● **Goal of the exercise**:
Exactly reproduce each record listed below.

● **Exercise inputs**:

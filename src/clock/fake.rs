use super::{CancelToken, Clock, TimerCallback};
use std::collections::{BTreeMap, HashMap};
use std::sync::Mutex;
use std::time::Duration;

/// Virtual-time clock. Nothing fires until [`FakeClock::advance`] is called.
#[derive(Default)]
pub(crate) struct FakeClock {
    inner: Mutex<FakeInner>,
}

#[derive(Default)]
struct FakeInner {
    now: Duration,
    next_seq: u64,
    pending: BTreeMap<(Duration, u64), TimerCallback>,
    deadlines: HashMap<u64, Duration>,
}

impl FakeClock {
    pub(crate) fn new() -> Self {
        Self::default()
    }

    pub(crate) fn pending_count(&self) -> usize {
        self.inner.lock().map(|i| i.pending.len()).unwrap_or(0)
    }

    /// Move time forward by `by`, firing every due timer in deadline order.
    /// Callbacks run without the clock lock held, so they may schedule again.
    pub(crate) fn advance(&self, by: Duration) {
        let target = match self.inner.lock() {
            Ok(inner) => inner.now + by,
            Err(_) => return,
        };
        loop {
            let due = {
                let Ok(mut guard) = self.inner.lock() else {
                    return;
                };
                let inner = &mut *guard;
                let next = inner
                    .pending
                    .keys()
                    .next()
                    .copied()
                    .filter(|(deadline, _)| *deadline <= target);
                match next {
                    Some((deadline, seq)) => {
                        inner.deadlines.remove(&seq);
                        inner.now = deadline;
                        inner.pending.remove(&(deadline, seq))
                    }
                    None => {
                        inner.now = target;
                        None
                    }
                }
            };
            match due {
                Some(callback) => callback(),
                None => break,
            }
        }
    }
}

impl Clock for FakeClock {
    fn now(&self) -> Duration {
        self.inner.lock().map(|i| i.now).unwrap_or_default()
    }

    fn schedule(&self, delay: Duration, callback: TimerCallback) -> CancelToken {
        let mut inner = self.inner.lock().unwrap_or_else(|e| e.into_inner());
        let seq = inner.next_seq;
        inner.next_seq += 1;
        let deadline = inner.now + delay;
        inner.pending.insert((deadline, seq), callback);
        inner.deadlines.insert(seq, deadline);
        CancelToken(seq)
    }

    fn cancel(&self, token: CancelToken) {
        let mut inner = self.inner.lock().unwrap_or_else(|e| e.into_inner());
        if let Some(deadline) = inner.deadlines.remove(&token.0) {
            inner.pending.remove(&(deadline, token.0));
        }
    }
}

#[cfg(test)]
mod tests {
    use super::*;
    use std::sync::Arc;

    fn recorder() -> (Arc<Mutex<Vec<&'static str>>>, impl Fn(&'static str) -> TimerCallback) {
        let log = Arc::new(Mutex::new(Vec::new()));
        let log2 = log.clone();
        let make = move |tag: &'static str| -> TimerCallback {
            let log = log2.clone();
            Box::new(move || log.lock().unwrap().push(tag))
        };
        (log, make)
    }

    #[test]
    fn fires_in_deadline_then_schedule_order() {
        let clock = FakeClock::new();
        let (log, cb) = recorder();
        clock.schedule(Duration::from_millis(100), cb("slow"));
        clock.schedule(Duration::from_millis(50), cb("fast"));
        clock.schedule(Duration::from_millis(50), cb("fast-2"));
        clock.advance(Duration::from_millis(500));
        assert_eq!(*log.lock().unwrap(), vec!["fast", "fast-2", "slow"]);
        assert_eq!(clock.now(), Duration::from_millis(500));
    }

    #[test]
    fn nothing_fires_before_deadline() {
        let clock = FakeClock::new();
        let (log, cb) = recorder();
        clock.schedule(Duration::from_millis(2000), cb("a"));
        clock.advance(Duration::from_millis(1999));
        assert!(log.lock().unwrap().is_empty());
        clock.advance(Duration::from_millis(1));
        assert_eq!(*log.lock().unwrap(), vec!["a"]);
        assert_eq!(clock.pending_count(), 0);
    }

    #[test]
    fn cancelled_timer_never_fires() {
        let clock = FakeClock::new();
        let (log, cb) = recorder();
        let token = clock.schedule(Duration::from_millis(10), cb("a"));
        clock.cancel(token);
        clock.cancel(token);
        clock.advance(Duration::from_secs(1));
        assert!(log.lock().unwrap().is_empty());
    }
}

● **Answer to this task**:
filename src/clock/fake.rs
use super::{CancelToken, Clock, TimerCallback};
use std::collections::{BTreeMap, HashMap};
use std::sync::Mutex;
use std::time::Duration;

/// Virtual-time clock. Nothing fires until [`FakeClock::advance`] is called.
#[derive(Default)]
pub(crate) struct FakeClock {
    inner: Mutex<FakeInner>,
}

#[derive(Default)]
struct FakeInner {
    now: Duration,
    next_seq: u64,
    pending: BTreeMap<(Duration, u64), TimerCallback>,
    deadlines: HashMap<u64, Duration>,
}

impl FakeClock {
    pub(crate) fn new() -> Self {
        Self::default()
    }

    pub(crate) fn pending_count(&self) -> usize {
        self.inner.lock().map(|i| i.pending.len()).unwrap_or(0)
    }

    /// Move time forward by `by`, firing every due timer in deadline order.
    /// Callbacks run without the clock lock held, so they may schedule again.
    pub(crate) fn advance(&self, by: Duration) {
        let target = match self.inner.lock() {
            Ok(inner) => inner.now + by,
            Err(_) => return,
        };
        loop {
            let due = {
                let Ok(mut guard) = self.inner.lock() else {
                    return;
                };
                let inner = &mut *guard;
                let next = inner
                    .pending
                    .keys()
                    .next()
                    .copied()
                    .filter(|(deadline, _)| *deadline <= target);
                match next {
                    Some((deadline, seq)) => {
                        inner.deadlines.remove(&seq);
                        inner.now = deadline;
                        inner.pending.remove(&(deadline, seq))
                    }
                    None => {
                        inner.now = target;
                        None
                    }
                }
            };
            match due {
                Some(callback) => callback(),
                None => break,
            }
        }
    }
}

impl Clock for FakeClock {
    fn now(&self) -> Duration {
        self.inner.lock().map(|i| i.now).unwrap_or_default()
    }

    fn schedule(&self, delay: Duration, callback: TimerCallback) -> CancelToken {
        let mut inner = self.inner.lock().unwrap_or_else(|e| e.into_inner());
        let seq = inner.next_seq;
        inner.next_seq += 1;
        let deadline = inner.now + delay;
        inner.pending.insert((deadline, seq), callback);
        inner.deadlines.insert(seq, deadline);
        CancelToken(seq)
    }

    fn cancel(&self, token: CancelToken) {
        let mut inner = self.inner.lock().unwrap_or_else(|e| e.into_inner());
        if let Some(deadline) = inner.deadlines.remove(&token.0) {
            inner.pending.remove(&(deadline, token.0));
        }
    }
}

#[cfg(test)]
mod tests {
    use super::*;
    use std::sync::Arc;

    fn recorder() -> (Arc<Mutex<Vec<&'static str>>>, impl Fn(&'static str) -> TimerCallback) {
        let log = Arc::new(Mutex::new(Vec::new()));
        let log2 = log.clone();
        let make = move |tag: &'static str| -> TimerCallback {
            let log = log2.clone();
            Box::new(move || log.lock().unwrap().push(tag))
        };
        (log, make)
    }

    #[test]
    fn fires_in_deadline_then_schedule_order() {
        let clock = FakeClock::new();
        let (log, cb) = recorder();
        clock.schedule(Duration::from_millis(100), cb("slow"));
        clock.schedule(Duration::from_millis(50), cb("fast"));
        clock.schedule(Duration::from_millis(50), cb("fast-2"));
        clock.advance(Duration::from_millis(500));
        assert_eq!(*log.lock().unwrap(), vec!["fast", "fast-2", "slow"]);
        assert_eq!(clock.now(), Duration::from_millis(500));
    }

    #[test]
    fn nothing_fires_before_deadline() {
        let clock = FakeClock::new();
        let (log, cb) = recorder();
        clock.schedule(Duration::from_millis(2000), cb("a"));
        clock.advance(Duration::from_millis(1999));
        assert!(log.lock().unwrap().is_empty());
        clock.advance(Duration::from_millis(1));
        assert_eq!(*log.lock().unwrap(), vec!["a"]);
        assert_eq!(clock.pending_count(), 0);
    }

    #[test]
    fn cancelled_timer_never_fires() {
        let clock = FakeClock::new();
        let (log, cb) = recorder();
        let token = clock.schedule(Duration::from_millis(10), cb("a"));
        clock.cancel(token);
        clock.cancel(token);
        clock.advance(Duration::from_secs(1));
        assert!(log.lock().unwrap().is_empty());
    }
}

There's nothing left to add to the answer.